Medical Accounts Receivable Representative - Remote
Posted on Indeed on Feb 20, 2021

COMPANY OVERVIEW

Cloudmed is a first-of-its-kind, single-source enterprise platform provider of Revenue Intelligence™ solutions for hospitals. Cloudmed’s approach of combining human expertise with advanced technology utilizing machine learning algorithms provides a smarter, more predictive way for clients to realize all potential revenue. Today, Cloudmed partners with over 3,100 healthcare providers in the United States and recovers over $1.2 billion of underpaid or unidentified revenue for clients annually. Cloudmed (Triage solution) is the 2020 Revenue Integrity and Underpayment Services KLAS® Category Leader and its solution suites have HFMA Peer Review status and are HITRUST certified.

DESCRIPTION

The AR Claims Representative is responsible for performing research and follow-up activities on assigned accounts in order to obtain additional reimbursement for Cloudmed’s clients.

RESPONSIBILITIES

  • Ensure accurate and complete account follow-up by demonstrating a thorough understanding of carrier-specific reimbursement as applicable to claim processing to include: eligibility discrepancies, UB04 claims form preparation, DRG, per diem, case rate reimbursements, etc.
  • Conduct appropriate activity on accounts by contacting government agencies, third-party payors, and patients/guarantors via phone, e-mail, or online. Continue reimbursement activity until account resolved
  • Document all follow-up activity taken on an account in the patient account notes
  • Resolve claim processing issues on a timely basis by reviewing claim inventories, payments, and adjustments daily
  • Responsible for maintaining control of assigned inventory and ensure that daily productivity standards of accounts are met
  • Taking appropriate actions to ensure payments and adjustments have been posted properly as well as identify applicable accounts for secondary billing and follow-up
  • Research and document any correspondence received related to assigned accounts
  • Assess accounts for balance accuracy, confirm correct payor billed, coding accuracy, denials, and outstanding insurance requests
  • Provide documentation appropriately and submit corrections; or if payor error, escalate for re-processing in a professional and timely manner
  • Request additional information from patients and payors as needed
  • Review payor contracts to determine expected reimbursement from claims, identify underpayments, and draft payor demand letters
  • Identify billing or coding issues and request re-bills, secondary billing, or corrected bills as needed
  • Identify payor issues and trends, and escalate those issues to Management
  • Ensure compliance with State and Federal Law Regulations for Managed Care and other Third-Party Payors

REQUIRED QUALIFICATIONS

  • High School diploma required.
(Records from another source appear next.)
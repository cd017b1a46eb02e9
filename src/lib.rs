//! # packet-schema: Packet Field Schema Engine
//!
//! Model, normalize, validate and edit the field layout of binary packets
//! (headers, payload structures, checksums) as a recursive tree of typed fields.
//!
//! ## Representations
//!
//! - **Editing tree**: [`FieldNode`]s owned by a [`FieldTree`] session, carrying
//!   editor state (`expanded`, derived `level`, `parent_id` back-references).
//! - **Canonical schema**: minimal JSON objects with only the attributes
//!   whitelisted for each field type, ready to persist or hand to a code generator.
//!
//! ## Field types
//!
//! - Scalars: `SignedInt`, `UnsignedInt`, `Float`, `String`, `Bcd`, `Timestamp`, `MessageId`
//! - Bit-level and tables: `Bitfield` (sub-fields), `Encode` (value → meaning maps)
//! - Containers: `Struct` (ordered fields), `Array` (one element + a length mode),
//!   `Command` (discriminant-keyed branches)
//! - Framing: `Checksum`, `Padding`, `Reserved`
//!
//! ## Example schema
//!
//! ```text
//! [
//!   { "type": "MessageId", "field_name": "msg_id", "byte_length": 2,
//!     "value_type": "UnsignedInt", "message_id_value": 1 },
//!   { "type": "UnsignedInt", "field_name": "n", "byte_length": 1 },
//!   { "type": "Array", "field_name": "items", "count_from_field": "n",
//!     "element": { "type": "SignedInt", "field_name": "item", "byte_length": 2 } },
//!   { "type": "Checksum", "field_name": "crc", "algorithm": "crc16-modbus", "byte_length": 2 }
//! ]
//! ```
//!
//! ## Usage
//!
//! See `tests/integration.rs` for full examples and the `check_schema` binary
//! for a command-line validator.

pub mod checksum;
pub mod config;
pub mod dump;
pub mod field;
pub mod parser;
pub mod transform;
pub mod tree;
pub mod validate;
pub mod value;

pub use config::{ConfigError, EngineConfig};
pub use field::{is_container, new_field, FieldId, FieldKind, FieldNode, FieldType};
pub use parser::{parse_discriminant, parse_field_ref, Discriminant, FieldRef, ParseError};
pub use transform::{
    canonical_json, parse_schema, to_canonical, to_canonical_schema, to_editing, to_editing_schema,
    CanonicalNode, SchemaError,
};
pub use tree::{EditError, FieldTree, FlatEntry, FlatField};
pub use validate::{format_violations, validate, validate_schema, Problem, Violation};
pub use value::Scalar;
Associate’s or bachelor’s degree preferred
  • 2+ years of experience with medical claims and/or hospital claims experience

DESIRED QUALIFICATIONS

  • Must be able to communicate effectively and professionally with strong attention to details and problem solving both verbally and written. Specifically, strong telephone communications skills are required
  • Ability to prioritize work and meet deadlines is required
  • Knowledge of general office procedures is required
  • Ability to operate common computer systems, utilize hospital patient accounting system and business software is required
  • Intermediate understanding of ICD-10, HCPCS/CPT coding, and medical terminology
  • Strong proficiency in Microsoft Office (Word, Excel) skills
  • Advanced business letter writing skills to include correct use of grammar and punctuation
  • Understanding of the revenue cycle process
  • Strong interpersonal skills
  • Above average analytical and critical thinking skills
  • Ability to make sound decisions
  • Has a full understanding of hospital reimbursement, Intermediate knowledge of Managed Care contracts, Contract Language and Federal and State requirements.
  • Familiar with terms such as HMO, PPO, IPA, capitation and how these payors process claims
  • Intermediate understanding of EOB, hospital billing form requirements (UB04) and familiar with the HCFA 1500 forms

CULTURE FIT

The culture at Cloudmed embraces those that demonstrate a deep passion for solving the problems of healthcare with enthusiasm for building positive working relationships and winning as a team. Take the work seriously, but don’t take yourself too seriously. Creating a strong workplace culture has been one of our staples, which we believe encourages and inspires employees to do their best. Join a fulfilling team of like-minded individuals who can get their work done, but still have fun!


BENEFITS

Cloudmed provides an extremely competitive benefit package that includes a 401(k) match, medical/dental/vision insurance and more.